Stored items:

*** Begin section ***

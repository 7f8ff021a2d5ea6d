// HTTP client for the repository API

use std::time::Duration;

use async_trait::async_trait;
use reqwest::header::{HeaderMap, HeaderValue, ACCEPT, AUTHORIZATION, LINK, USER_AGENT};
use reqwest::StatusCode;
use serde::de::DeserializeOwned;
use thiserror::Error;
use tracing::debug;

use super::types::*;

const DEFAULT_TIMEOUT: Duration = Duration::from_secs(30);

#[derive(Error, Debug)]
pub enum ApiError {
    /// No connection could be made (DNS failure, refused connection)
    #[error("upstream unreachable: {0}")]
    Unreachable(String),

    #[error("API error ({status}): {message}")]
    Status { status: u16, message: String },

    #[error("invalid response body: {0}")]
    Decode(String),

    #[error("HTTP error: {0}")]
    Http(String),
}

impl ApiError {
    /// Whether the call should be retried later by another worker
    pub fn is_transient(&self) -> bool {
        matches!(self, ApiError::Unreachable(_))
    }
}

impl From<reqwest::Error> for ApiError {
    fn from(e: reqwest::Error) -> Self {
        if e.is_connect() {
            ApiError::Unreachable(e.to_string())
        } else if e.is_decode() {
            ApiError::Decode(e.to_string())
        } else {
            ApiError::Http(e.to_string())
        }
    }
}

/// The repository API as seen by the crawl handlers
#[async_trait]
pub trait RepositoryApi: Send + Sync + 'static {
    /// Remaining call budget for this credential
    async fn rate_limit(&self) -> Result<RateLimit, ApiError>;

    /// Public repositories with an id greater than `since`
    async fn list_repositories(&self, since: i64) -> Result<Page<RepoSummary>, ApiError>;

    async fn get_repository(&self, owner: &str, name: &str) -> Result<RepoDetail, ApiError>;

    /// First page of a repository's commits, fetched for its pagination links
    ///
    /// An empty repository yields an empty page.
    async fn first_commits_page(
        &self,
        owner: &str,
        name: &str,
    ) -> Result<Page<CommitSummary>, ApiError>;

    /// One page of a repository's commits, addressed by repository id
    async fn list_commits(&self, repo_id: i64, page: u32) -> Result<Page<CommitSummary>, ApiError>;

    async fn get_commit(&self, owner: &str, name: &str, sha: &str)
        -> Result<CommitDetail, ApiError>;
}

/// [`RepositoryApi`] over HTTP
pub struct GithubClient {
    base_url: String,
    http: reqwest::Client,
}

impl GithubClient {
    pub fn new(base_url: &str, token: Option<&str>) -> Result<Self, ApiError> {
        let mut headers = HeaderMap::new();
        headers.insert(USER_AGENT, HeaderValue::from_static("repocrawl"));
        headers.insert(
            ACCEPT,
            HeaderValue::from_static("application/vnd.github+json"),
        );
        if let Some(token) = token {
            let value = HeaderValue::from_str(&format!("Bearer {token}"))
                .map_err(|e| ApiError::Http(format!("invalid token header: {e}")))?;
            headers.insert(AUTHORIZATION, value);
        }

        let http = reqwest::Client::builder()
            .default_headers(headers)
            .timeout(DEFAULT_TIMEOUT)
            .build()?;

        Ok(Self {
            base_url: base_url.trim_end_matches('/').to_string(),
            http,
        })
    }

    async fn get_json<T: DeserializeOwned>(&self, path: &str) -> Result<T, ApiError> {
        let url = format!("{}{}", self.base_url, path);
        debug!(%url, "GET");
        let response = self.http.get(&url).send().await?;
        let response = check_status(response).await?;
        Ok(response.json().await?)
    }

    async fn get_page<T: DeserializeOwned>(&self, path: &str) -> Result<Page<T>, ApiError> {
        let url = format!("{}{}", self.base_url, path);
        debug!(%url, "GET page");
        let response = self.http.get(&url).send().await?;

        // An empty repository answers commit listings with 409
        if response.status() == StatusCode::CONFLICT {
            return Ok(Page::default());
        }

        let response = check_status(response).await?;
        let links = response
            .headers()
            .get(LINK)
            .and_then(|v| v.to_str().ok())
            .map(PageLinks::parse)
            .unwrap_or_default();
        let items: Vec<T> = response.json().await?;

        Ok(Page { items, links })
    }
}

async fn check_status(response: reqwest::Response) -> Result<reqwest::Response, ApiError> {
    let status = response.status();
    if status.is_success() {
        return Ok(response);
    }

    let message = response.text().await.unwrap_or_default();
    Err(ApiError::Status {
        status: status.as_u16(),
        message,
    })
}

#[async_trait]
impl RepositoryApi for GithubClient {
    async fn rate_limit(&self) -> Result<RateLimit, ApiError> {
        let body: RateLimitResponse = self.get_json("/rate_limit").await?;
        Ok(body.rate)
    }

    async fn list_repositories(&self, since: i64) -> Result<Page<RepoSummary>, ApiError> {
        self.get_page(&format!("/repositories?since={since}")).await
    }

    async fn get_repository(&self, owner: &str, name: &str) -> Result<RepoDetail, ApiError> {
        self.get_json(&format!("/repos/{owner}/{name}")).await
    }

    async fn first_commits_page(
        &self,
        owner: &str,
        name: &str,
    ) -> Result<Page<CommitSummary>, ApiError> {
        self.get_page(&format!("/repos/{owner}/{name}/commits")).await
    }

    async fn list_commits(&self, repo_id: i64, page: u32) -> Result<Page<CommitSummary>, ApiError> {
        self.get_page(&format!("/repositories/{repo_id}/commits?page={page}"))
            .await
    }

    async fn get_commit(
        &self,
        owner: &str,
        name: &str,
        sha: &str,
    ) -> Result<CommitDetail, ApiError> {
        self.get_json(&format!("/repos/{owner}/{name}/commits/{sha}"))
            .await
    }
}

*** End section ***
*** Begin section ***

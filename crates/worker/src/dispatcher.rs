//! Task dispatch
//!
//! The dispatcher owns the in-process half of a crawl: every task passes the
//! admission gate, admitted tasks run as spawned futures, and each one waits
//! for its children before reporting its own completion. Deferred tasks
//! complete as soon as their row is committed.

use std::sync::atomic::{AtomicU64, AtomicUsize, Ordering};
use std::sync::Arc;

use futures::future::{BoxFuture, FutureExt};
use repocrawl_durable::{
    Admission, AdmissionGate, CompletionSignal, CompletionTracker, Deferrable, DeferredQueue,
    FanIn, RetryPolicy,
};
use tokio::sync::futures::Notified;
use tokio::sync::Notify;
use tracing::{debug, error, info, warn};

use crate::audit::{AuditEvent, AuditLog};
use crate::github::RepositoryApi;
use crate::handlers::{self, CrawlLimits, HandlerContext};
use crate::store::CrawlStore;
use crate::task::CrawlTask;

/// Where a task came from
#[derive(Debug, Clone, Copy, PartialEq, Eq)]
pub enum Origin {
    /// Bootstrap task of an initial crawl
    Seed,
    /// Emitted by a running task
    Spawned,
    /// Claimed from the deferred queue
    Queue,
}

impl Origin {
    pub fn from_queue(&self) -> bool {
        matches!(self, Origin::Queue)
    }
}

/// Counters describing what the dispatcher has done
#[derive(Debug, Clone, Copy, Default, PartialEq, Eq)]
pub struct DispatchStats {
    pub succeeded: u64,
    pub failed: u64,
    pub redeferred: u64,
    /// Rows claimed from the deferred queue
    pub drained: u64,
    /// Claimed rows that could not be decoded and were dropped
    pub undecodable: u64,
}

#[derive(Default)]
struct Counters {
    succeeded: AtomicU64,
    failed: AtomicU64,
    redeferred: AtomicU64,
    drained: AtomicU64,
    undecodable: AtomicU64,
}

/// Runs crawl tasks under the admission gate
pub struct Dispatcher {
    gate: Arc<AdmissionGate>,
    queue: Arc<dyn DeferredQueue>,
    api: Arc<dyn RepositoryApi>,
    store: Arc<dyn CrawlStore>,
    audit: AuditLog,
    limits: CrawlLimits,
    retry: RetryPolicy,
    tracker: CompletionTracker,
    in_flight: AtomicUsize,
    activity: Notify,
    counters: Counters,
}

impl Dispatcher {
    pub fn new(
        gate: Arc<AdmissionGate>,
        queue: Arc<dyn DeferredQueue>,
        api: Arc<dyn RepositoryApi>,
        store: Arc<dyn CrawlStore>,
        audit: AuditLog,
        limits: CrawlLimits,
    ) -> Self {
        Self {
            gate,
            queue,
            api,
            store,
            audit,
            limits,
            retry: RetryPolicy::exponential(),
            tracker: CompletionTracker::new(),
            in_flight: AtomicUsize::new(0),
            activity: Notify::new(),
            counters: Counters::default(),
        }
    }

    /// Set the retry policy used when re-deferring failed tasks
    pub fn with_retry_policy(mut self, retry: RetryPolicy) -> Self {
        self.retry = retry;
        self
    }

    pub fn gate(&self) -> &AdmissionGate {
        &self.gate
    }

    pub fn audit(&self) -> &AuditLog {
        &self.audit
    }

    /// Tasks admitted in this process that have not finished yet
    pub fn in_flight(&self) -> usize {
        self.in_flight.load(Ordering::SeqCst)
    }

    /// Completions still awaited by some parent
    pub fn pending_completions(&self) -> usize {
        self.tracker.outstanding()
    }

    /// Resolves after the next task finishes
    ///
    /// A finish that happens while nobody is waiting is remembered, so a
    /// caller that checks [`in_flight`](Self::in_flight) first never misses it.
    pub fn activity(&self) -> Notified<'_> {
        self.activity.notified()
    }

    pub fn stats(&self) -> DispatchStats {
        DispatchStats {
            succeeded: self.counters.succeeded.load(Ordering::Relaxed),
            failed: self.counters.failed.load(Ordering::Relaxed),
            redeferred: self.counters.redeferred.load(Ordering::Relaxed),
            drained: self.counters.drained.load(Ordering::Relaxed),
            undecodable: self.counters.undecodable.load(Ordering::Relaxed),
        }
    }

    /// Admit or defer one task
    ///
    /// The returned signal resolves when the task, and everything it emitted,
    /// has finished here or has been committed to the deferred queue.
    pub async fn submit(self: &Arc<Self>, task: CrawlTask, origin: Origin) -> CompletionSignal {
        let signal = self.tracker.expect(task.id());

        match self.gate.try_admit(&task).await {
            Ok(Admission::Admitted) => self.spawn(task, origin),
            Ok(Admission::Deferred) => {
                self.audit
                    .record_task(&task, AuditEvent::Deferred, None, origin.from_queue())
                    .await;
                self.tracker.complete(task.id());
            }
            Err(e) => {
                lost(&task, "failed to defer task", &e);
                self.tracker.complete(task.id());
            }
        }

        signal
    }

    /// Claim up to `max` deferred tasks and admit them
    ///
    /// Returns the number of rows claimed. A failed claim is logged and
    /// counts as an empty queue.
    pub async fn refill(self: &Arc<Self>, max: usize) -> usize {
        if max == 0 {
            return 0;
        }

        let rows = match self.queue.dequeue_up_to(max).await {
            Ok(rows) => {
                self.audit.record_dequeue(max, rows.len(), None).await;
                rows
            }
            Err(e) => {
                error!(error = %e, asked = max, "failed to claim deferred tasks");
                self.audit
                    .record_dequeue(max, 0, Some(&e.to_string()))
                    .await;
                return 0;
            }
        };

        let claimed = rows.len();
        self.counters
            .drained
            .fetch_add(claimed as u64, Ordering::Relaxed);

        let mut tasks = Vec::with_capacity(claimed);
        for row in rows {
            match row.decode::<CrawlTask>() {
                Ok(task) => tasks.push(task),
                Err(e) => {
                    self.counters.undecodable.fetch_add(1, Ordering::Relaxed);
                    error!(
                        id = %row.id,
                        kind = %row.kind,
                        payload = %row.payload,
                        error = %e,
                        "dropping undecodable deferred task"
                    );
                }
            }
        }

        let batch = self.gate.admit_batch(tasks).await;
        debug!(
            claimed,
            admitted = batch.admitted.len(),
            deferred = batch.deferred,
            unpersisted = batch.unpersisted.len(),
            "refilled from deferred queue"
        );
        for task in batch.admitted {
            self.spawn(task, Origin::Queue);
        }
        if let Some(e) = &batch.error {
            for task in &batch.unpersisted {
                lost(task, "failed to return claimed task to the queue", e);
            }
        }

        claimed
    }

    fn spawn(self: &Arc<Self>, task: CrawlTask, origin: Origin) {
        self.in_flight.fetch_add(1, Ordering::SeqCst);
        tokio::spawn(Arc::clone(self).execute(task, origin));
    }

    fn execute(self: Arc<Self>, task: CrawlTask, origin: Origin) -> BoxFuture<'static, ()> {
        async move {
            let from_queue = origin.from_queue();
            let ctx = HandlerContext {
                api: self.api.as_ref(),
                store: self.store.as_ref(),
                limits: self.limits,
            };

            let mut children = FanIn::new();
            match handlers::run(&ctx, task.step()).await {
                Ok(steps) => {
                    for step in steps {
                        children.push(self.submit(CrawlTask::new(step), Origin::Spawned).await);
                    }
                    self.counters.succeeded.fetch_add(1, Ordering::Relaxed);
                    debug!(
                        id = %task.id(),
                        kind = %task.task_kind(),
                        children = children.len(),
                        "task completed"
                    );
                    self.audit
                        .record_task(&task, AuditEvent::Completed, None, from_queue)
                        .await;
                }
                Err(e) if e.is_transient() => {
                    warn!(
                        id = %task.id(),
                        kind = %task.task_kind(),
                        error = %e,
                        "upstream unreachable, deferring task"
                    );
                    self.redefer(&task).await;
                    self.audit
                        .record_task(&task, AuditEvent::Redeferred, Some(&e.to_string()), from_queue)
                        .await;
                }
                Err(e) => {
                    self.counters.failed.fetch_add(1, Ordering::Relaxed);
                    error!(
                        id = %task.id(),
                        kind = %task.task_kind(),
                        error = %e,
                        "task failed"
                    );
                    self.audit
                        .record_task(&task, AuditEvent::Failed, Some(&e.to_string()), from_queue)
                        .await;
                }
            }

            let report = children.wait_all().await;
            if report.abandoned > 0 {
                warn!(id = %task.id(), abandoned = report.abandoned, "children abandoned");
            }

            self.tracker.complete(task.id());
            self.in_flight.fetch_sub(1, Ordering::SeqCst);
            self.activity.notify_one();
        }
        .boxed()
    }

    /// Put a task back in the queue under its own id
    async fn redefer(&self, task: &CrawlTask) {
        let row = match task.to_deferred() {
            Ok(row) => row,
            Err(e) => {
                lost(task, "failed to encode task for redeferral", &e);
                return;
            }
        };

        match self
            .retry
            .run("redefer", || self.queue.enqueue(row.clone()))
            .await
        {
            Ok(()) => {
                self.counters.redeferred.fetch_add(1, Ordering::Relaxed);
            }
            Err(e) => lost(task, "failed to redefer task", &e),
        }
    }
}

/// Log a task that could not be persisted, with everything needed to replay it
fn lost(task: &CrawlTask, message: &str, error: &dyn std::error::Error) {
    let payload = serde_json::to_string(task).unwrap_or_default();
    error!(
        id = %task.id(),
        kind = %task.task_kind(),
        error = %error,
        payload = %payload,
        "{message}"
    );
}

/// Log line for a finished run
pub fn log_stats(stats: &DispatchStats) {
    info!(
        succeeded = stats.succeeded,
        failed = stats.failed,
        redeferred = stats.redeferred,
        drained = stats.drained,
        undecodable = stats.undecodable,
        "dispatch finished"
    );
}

*** End section ***
*** Begin section ***

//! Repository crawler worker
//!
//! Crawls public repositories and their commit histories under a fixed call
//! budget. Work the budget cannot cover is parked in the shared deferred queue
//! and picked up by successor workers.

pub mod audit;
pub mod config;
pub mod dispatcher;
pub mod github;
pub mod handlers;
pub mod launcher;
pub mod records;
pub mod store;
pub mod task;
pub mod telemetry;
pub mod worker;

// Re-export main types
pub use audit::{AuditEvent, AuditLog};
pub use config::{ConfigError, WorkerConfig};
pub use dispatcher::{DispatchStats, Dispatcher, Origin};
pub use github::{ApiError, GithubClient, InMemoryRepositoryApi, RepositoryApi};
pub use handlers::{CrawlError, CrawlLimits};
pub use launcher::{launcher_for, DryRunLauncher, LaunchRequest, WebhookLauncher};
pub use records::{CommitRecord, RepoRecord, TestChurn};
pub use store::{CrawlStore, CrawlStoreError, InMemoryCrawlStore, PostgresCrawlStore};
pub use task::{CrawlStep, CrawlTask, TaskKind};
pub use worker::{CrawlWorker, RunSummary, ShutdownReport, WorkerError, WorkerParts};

*** End section ***

Gather each line from the entries above that includes the word "records".

Your response:
pub mod records;
pub use records::{CommitRecord, RepoRecord, TestChurn};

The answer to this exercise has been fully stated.